**Dataset items**
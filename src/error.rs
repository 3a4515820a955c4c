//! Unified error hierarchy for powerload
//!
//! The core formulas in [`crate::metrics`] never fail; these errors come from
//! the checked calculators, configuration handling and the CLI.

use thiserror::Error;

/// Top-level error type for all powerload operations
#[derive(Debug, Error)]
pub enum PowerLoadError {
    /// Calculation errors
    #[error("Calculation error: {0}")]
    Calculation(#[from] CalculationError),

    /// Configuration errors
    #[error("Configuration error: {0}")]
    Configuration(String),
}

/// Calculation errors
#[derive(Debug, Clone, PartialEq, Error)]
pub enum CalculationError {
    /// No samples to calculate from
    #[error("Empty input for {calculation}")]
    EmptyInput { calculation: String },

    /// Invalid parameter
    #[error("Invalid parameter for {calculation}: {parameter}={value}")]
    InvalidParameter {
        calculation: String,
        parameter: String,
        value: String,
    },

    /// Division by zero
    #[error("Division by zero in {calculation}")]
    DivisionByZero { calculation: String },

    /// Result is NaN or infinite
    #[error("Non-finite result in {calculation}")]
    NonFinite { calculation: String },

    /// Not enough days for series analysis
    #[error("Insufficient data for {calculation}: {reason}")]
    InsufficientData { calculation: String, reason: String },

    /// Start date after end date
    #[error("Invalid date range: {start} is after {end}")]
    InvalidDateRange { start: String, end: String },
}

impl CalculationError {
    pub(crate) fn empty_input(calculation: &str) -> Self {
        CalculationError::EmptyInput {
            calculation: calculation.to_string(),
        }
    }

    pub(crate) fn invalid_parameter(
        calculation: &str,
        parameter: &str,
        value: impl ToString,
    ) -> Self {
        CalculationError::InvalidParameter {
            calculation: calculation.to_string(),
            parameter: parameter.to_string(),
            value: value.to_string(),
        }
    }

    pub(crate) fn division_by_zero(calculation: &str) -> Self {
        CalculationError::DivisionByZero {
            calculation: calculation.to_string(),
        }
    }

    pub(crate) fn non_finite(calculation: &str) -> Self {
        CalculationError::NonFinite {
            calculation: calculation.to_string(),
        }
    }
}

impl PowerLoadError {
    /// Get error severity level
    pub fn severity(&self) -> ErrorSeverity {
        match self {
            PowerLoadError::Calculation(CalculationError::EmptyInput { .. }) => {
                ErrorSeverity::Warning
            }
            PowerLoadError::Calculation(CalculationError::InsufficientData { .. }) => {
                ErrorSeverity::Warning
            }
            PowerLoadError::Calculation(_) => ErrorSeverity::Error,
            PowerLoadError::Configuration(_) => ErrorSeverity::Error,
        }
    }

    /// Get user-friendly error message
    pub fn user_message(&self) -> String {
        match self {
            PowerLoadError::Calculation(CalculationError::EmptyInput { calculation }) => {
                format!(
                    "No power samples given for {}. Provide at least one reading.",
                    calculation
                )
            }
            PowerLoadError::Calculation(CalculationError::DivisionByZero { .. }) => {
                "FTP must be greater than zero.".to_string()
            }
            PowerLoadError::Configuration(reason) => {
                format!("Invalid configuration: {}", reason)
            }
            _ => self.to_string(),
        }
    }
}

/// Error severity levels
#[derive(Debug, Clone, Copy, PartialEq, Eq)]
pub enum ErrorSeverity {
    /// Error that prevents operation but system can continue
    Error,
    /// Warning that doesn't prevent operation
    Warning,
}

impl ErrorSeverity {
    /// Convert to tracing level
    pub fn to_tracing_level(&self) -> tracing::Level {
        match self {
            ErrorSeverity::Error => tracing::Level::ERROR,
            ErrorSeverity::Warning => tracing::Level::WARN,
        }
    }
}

**Work instruction**
Return, from the entries, each line that holds "InsufficientData".

**Response area**
    InsufficientData { calculation: String, reason: String },
            PowerLoadError::Calculation(CalculationError::InsufficientData { .. }) => {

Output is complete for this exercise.